Wouldn't any pepperoni curl when cooked?
No, there are 2 kinds of casing options:
1. Artificial (melts out during cooking, ex. vegetarian casings made from glycerin, also good for Halal/Kosher applications) or no casing (ex. comes in a fibrous cellulose casing, which gets removed first)
2. Natural animal intestines (ex. pork), or collagen, which is easier to work with (it gets a bit more nuanced because collagen is
considered an artificial casing, despite being animal-derived, and can be edible or non-edible)
Pepperoni was created just over 100 years ago in 1919! Pepperoni with artificial or no casing tends to either get a bit wavy or stay flat, the latter of which is good for larger pepperonis. I like chorizo for flat & salami for large, however.

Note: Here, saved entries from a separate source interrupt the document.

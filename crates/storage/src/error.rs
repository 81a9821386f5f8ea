//! Storage Error Types
//!
//! Structured errors using `exn` for automatic location tracking and error
//! tree construction.

use derive_more::{Display, Error};
use std::io::Error as IoError;
use std::path::PathBuf;

/// A storage error with automatic location tracking.
pub type Error = exn::Exn<ErrorKind>;
/// Result type alias for storage operations.
pub type Result<T> = std::result::Result<T, Error>;

/// Actionable error categories.
///
/// These describe what the caller should *do*, not what went wrong
/// internally.
#[derive(Debug, Display, Error)]
pub enum ErrorKind {
    /// File does not exist
    #[display("file not found: {}", _0.display())]
    NotFound(#[error(not(source))] PathBuf),
    /// Access denied (permissions or credentials)
    #[display("permission denied: {}", _0.display())]
    PermissionDenied(#[error(not(source))] PathBuf),
    /// Underlying I/O error
    #[display("I/O error: {_0}")]
    Io(IoError),
    /// Network-related error (S3 connections, etc.)
    #[display("network error: {_0}")]
    Network(#[error(not(source))] String),
    /// Path contains invalid characters or escapes the dataset root
    #[display("invalid path: {}", _0.display())]
    InvalidPath(#[error(not(source))] PathBuf),
    /// Backend-specific error
    #[display("backend error: {_0}")]
    BackendError(#[error(not(source))] String),
}

impl From<IoError> for ErrorKind {
    fn from(err: IoError) -> Self {
        Self::Io(err)
    }
}

impl ErrorKind {
    /// Returns `true` if retrying might succeed.
    pub fn is_retryable(&self) -> bool {
        matches!(self, Self::Io(_) | Self::Network(_) | Self::BackendError(_))
    }
}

Natural & collagen casings create the "cup & curl" effect that bows up the pepperoni, chars the top, and keeps the pepperoni oil in the middle. It's called "cupping" pepperoni or "Old World" pepperoni. This is common in tomato-paste-based Buffalo-style pizza with the "roni cups", which got popular during WWII. The
Ezzo Sausage company started a resurgence of the style about 10 years ago & Hormel made it available at local supermarkets more recently.
Kenji gets into
the science of it. It gets weird because the first thing that matters for curling pepperoni is getting it stuffed in a natural or collagen casing, but the casing can stay on OR get removed before cooking and it will STILL curl! Within the roni cup world, cupping pepperoni can be Cup & Crisp (golden-brown edges on the left below) or Cup & Char (caramelized black edges on the right below). Personally I like it more burnt on top! Not everyone likes the grease tho:
Here's a good short video on cupping vs. lay-flat pepperoni. Both are good, just depends on what style you are in the mood for!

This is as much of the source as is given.